53 Degrees North was interviewing Robbin Hoogstraten, Funding Specialist from Symbid, in their office in Rotterdam.

The Symbid story told from the perspective of a founder…

After the financial crisis in 2008, 3 students of Entrepreneurship at Rotterdam University discovered the up rise of alternative funding sources and social media for funding purposes in an economic situation in which it was very difficult to get funding and capital markets were at its rock-bottom. These students thought “why not come up with a platform that will help their fellow entrepreneurs to start up their business?”, “Why not build up a platform that helps entrepreneurs to sell parts of your business to a really large crowd and get more than just funding”. That is how Symbid was born – as the first equity crowdfunding platform worldwide and the first crowdfunding platform in the Netherlands. Since then, they have raised 26 million of funding for over 200 companies, both B2C and B2B. Today the company has broadened its scope a bit away from crowdfunding, including venture capital, business angels, strategic investors and further equity capital. “Today, crowd-funding is just one option to fund your business and our challenge is to convince the investors that we are not only a crowd-funding platform”.

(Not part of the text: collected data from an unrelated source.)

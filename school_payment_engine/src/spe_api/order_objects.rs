use std::fmt::Display;

use chrono::{DateTime, Utc};
use serde::{Deserialize, Serialize};
use spg_common::Amount;
use sqlx::FromRow;

use crate::db_types::{OrderId, OrderStatus, PaymentStatus, StudentInfo, UpdateSource};

//--------------------------------------   NewPaymentRequest   ---------------------------------------------------------
/// A request to stand up a new order and hand it to the payment gateway.
///
/// Call [`NewPaymentRequest::validate`](crate::validation) before passing it to the engine.
#[derive(Debug, Clone, PartialEq, Eq, Serialize, Deserialize)]
pub struct NewPaymentRequest {
    pub school_id: String,
    pub trustee_id: String,
    pub student_info: StudentInfo,
    #[serde(alias = "gateway")]
    pub gateway_name: String,
    pub order_amount: Amount,
    pub payment_mode: String,
}

#[derive(Debug, Clone, PartialEq, Eq, Serialize, Deserialize)]
pub struct CreatedPayment {
    pub order_id: OrderId,
    pub collect_request_id: String,
    pub payment_url: String,
}

//--------------------------------------     StatusReport      ---------------------------------------------------------
/// An external claim about the state of a payment, from either a webhook or a status poll. Fields the reporter did not
/// supply are `None` and leave the stored values alone.
#[derive(Debug, Clone, PartialEq, Eq)]
pub struct StatusReport {
    pub status: PaymentStatus,
    pub reported_at: DateTime<Utc>,
    pub source: UpdateSource,
    pub transaction_amount: Option<Amount>,
    pub payment_mode: Option<String>,
    pub payment_details: Option<String>,
    pub bank_reference: Option<String>,
    pub payment_message: Option<String>,
    pub error_message: Option<String>,
}

impl StatusReport {
    pub fn new(status: PaymentStatus, reported_at: DateTime<Utc>, source: UpdateSource) -> Self {
        Self {
            status,
            reported_at,
            source,
            transaction_amount: None,
            payment_mode: None,
            payment_details: None,
            bank_reference: None,
            payment_message: None,
            error_message: None,
        }
    }

    pub fn with_transaction_amount(mut self, amount: Amount) -> Self {
        self.transaction_amount = Some(amount);
        self
    }

    pub fn with_payment_mode<S: Into<String>>(mut self, mode: S) -> Self {
        self.payment_mode = Some(mode.into());
        self
    }

    pub fn with_payment_details<S: Into<String>>(mut self, details: S) -> Self {
        self.payment_details = Some(details.into());
        self
    }

    pub fn with_bank_reference<S: Into<String>>(mut self, reference: S) -> Self {
        self.bank_reference = Some(reference.into());
        self
    }

    pub fn with_payment_message<S: Into<String>>(mut self, message: S) -> Self {
        self.payment_message = Some(message.into());
        self
    }

    pub fn with_error_message<S: Into<String>>(mut self, message: S) -> Self {
        self.error_message = Some(message.into());
        self
    }
}

//--------------------------------------   ReconcileOutcome    ---------------------------------------------------------
#[derive(Debug, Clone, Copy, PartialEq, Eq)]
pub enum StaleReason {
    /// A non-terminal report for an order that has already reached a terminal state
    TerminalDowngrade,
    /// A report that would move the status backwards along the lifecycle
    StatusRegression,
    /// A report older than the last applied update
    OutOfOrder,
}

impl Display for StaleReason {
    fn fmt(&self, f: &mut std::fmt::Formatter<'_>) -> std::fmt::Result {
        match self {
            Self::TerminalDowngrade => write!(f, "stale: order is already in a terminal state"),
            Self::StatusRegression => write!(f, "stale: status would move backwards"),
            Self::OutOfOrder => write!(f, "stale: report is older than the last update"),
        }
    }
}

/// What happened when a [`StatusReport`] was reconciled against the stored status.
#[derive(Debug, Clone, PartialEq, Eq)]
pub enum ReconcileOutcome {
    /// The report changed the stored status. Holds the new record.
    Applied(OrderStatus),
    /// The report carried nothing new (e.g. a duplicate delivery). Holds the stored record.
    Unchanged(OrderStatus),
    /// The report was rejected by the transition policy.
    Stale { current: OrderStatus, reason: StaleReason },
    /// The report contradicts a terminal status. Nothing was written; this needs a human.
    Anomaly { current: OrderStatus, incoming: PaymentStatus },
}

impl ReconcileOutcome {
    pub fn status(&self) -> &OrderStatus {
        match self {
            Self::Applied(s) | Self::Unchanged(s) => s,
            Self::Stale { current, .. } | Self::Anomaly { current, .. } => current,
        }
    }

    /// Applied updates and idempotent duplicates are both "accepted" from the reporter's point of view.
    pub fn is_accepted(&self) -> bool {
        matches!(self, Self::Applied(_) | Self::Unchanged(_))
    }
}

//--------------------------------------   TransactionQuery    ---------------------------------------------------------
pub const DEFAULT_PAGE_SIZE: u32 = 10;
pub const MAX_PAGE_SIZE: u32 = 100;

#[derive(Debug, Clone, Copy, PartialEq, Eq, Default, Serialize, Deserialize)]
#[serde(rename_all = "snake_case")]
pub enum SortField {
    #[default]
    LastUpdatedAt,
    CreatedAt,
    OrderAmount,
    TransactionAmount,
    Status,
    SchoolId,
    OrderId,
}

impl SortField {
    /// The fully qualified column this field sorts on. Only these fixed strings ever reach the SQL.
    pub fn column(&self) -> &'static str {
        match self {
            Self::LastUpdatedAt => "s.last_updated_at",
            Self::CreatedAt => "o.created_at",
            Self::OrderAmount => "s.order_amount",
            Self::TransactionAmount => "s.transaction_amount",
            Self::Status => "s.status",
            Self::SchoolId => "o.school_id",
            Self::OrderId => "o.order_id",
        }
    }
}

#[derive(Debug, Clone, Copy, PartialEq, Eq, Default, Serialize, Deserialize)]
#[serde(rename_all = "lowercase")]
pub enum SortOrder {
    Asc,
    #[default]
    Desc,
}

impl SortOrder {
    pub fn sql(&self) -> &'static str {
        match self {
            Self::Asc => "ASC",
            Self::Desc => "DESC",
        }
    }
}

/// Raw query-string parameters for the transaction listing. Convert to a [`TransactionQuery`] with `try_from`, which
/// validates every field.
#[derive(Debug, Clone, Default, Serialize, Deserialize)]
pub struct TransactionQueryParams {
    pub page: Option<String>,
    pub limit: Option<String>,
    pub sort: Option<String>,
    pub order: Option<String>,
    pub status: Option<String>,
    #[serde(alias = "schoolId")]
    pub school_id: Option<String>,
    #[serde(alias = "dateFrom")]
    pub date_from: Option<String>,
    #[serde(alias = "dateTo")]
    pub date_to: Option<String>,
}

/// A validated transaction listing query. `date_from` and `date_to` are inclusive bounds on `last_updated_at`.
#[derive(Debug, Clone, PartialEq, Eq)]
pub struct TransactionQuery {
    pub page: u32,
    pub limit: u32,
    pub sort: SortField,
    pub order: SortOrder,
    pub status: Option<PaymentStatus>,
    pub school_id: Option<String>,
    pub date_from: Option<DateTime<Utc>>,
    pub date_to: Option<DateTime<Utc>>,
}

impl Default for TransactionQuery {
    fn default() -> Self {
        Self {
            page: 1,
            limit: DEFAULT_PAGE_SIZE,
            sort: SortField::default(),
            order: SortOrder::default(),
            status: None,
            school_id: None,
            date_from: None,
            date_to: None,
        }
    }
}

impl TransactionQuery {
    pub fn with_page(mut self, page: u32, limit: u32) -> Self {
        self.page = page;
        self.limit = limit;
        self
    }

    pub fn sorted_by(mut self, sort: SortField, order: SortOrder) -> Self {
        self.sort = sort;
        self.order = order;
        self
    }

    pub fn with_status(mut self, status: PaymentStatus) -> Self {
        self.status = Some(status);
        self
    }

    pub fn with_school_id<S: Into<String>>(mut self, school_id: S) -> Self {
        self.school_id = Some(school_id.into());
        self
    }

    pub fn offset(&self) -> u64 {
        u64::from(self.page.saturating_sub(1)) * u64::from(self.limit)
    }
}

//--------------------------------------   TransactionRecord   ---------------------------------------------------------
/// An order joined with its current status.
#[derive(Debug, Clone, PartialEq, Eq, FromRow, Serialize, Deserialize)]
pub struct TransactionRecord {
    pub order_id: OrderId,
    pub school_id: String,
    pub trustee_id: String,
    #[serde(rename = "gateway")]
    pub gateway_name: String,
    #[sqlx(flatten)]
    pub student_info: StudentInfo,
    pub order_amount: Amount,
    pub transaction_amount: Amount,
    pub status: PaymentStatus,
    pub payment_mode: String,
    pub payment_details: String,
    pub bank_reference: String,
    pub payment_message: String,
    pub error_message: String,
    pub gateway_request_id: Option<String>,
    pub created_at: DateTime<Utc>,
    pub last_updated_at: DateTime<Utc>,
    pub source_of_last_update: UpdateSource,
}

#[derive(Debug, Clone, PartialEq, Eq, Serialize, Deserialize)]
pub struct TransactionPage {
    pub items: Vec<TransactionRecord>,
    pub page: u32,
    pub limit: u32,
    pub total: u64,
    #[serde(rename = "totalPages")]
    pub total_pages: u64,
}

impl TransactionPage {
    pub fn new(items: Vec<TransactionRecord>, query: &TransactionQuery, total: u64) -> Self {
        let limit = u64::from(query.limit.max(1));
        let total_pages = total.div_ceil(limit);
        Self { items, page: query.page, limit: query.limit, total, total_pages }
    }
}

Small lecture: the 3 types of crowdfunding

Robbin is differentiating between 3 different ways of crowd-funding. At first, the reward-based funding: you fund the first pieces and later raise series money. At second, and the most common one, loan crowdfunding, which is not much different from bank financing and is generating the largest volume of crowdfunding. The last form is equity crowd-funding, which is what Symbid does. “Through equity crowd-funding we are selling the message of the big dream of becoming the next Facebook. It is more of a long-term commitment, with a strategic view,” Robbin says. Within equity crowdfunding, Symbid built an SPV in which all shareholders are certificate holder of < corporative. “Shareholders get profit rights and the option for voting rights, starting with a ticket size of 2.000 € up to 100.000 €”.

“Worst case we can work for Deloitte or McKinsey”

“…this was the founder’s mentality…”, according to Robbin, who started with an internship at Symbid and is now also a shareholder in the company. Operationally, he is focusing on commercial activities in the company. When the 3 founders were studying, almost one third of the class wanted to become an Entrepreneur at the beginning of the program. At the end, 6 students actually pursued the path of becoming an entrepreneur, with a ‘what-do-we-have-to-loose-mentality’. And as Robbin tells us, “working in this environment is so much more rewarding. We get to help entrepreneurs, we build communities, we are connecting people. But regulation is always challenging.”

And finally, our two wacky questions…

…If Symbid was an animal, what would it be? “a Wolf, since everything comes in a pack at Symbid…”
…And if you can hire anyone in the world for Symbid who would it be? “The person who started the first stock exchange in Amsterdam…” (This was the Dutch East India Company – unfortunately, we could not find one single name).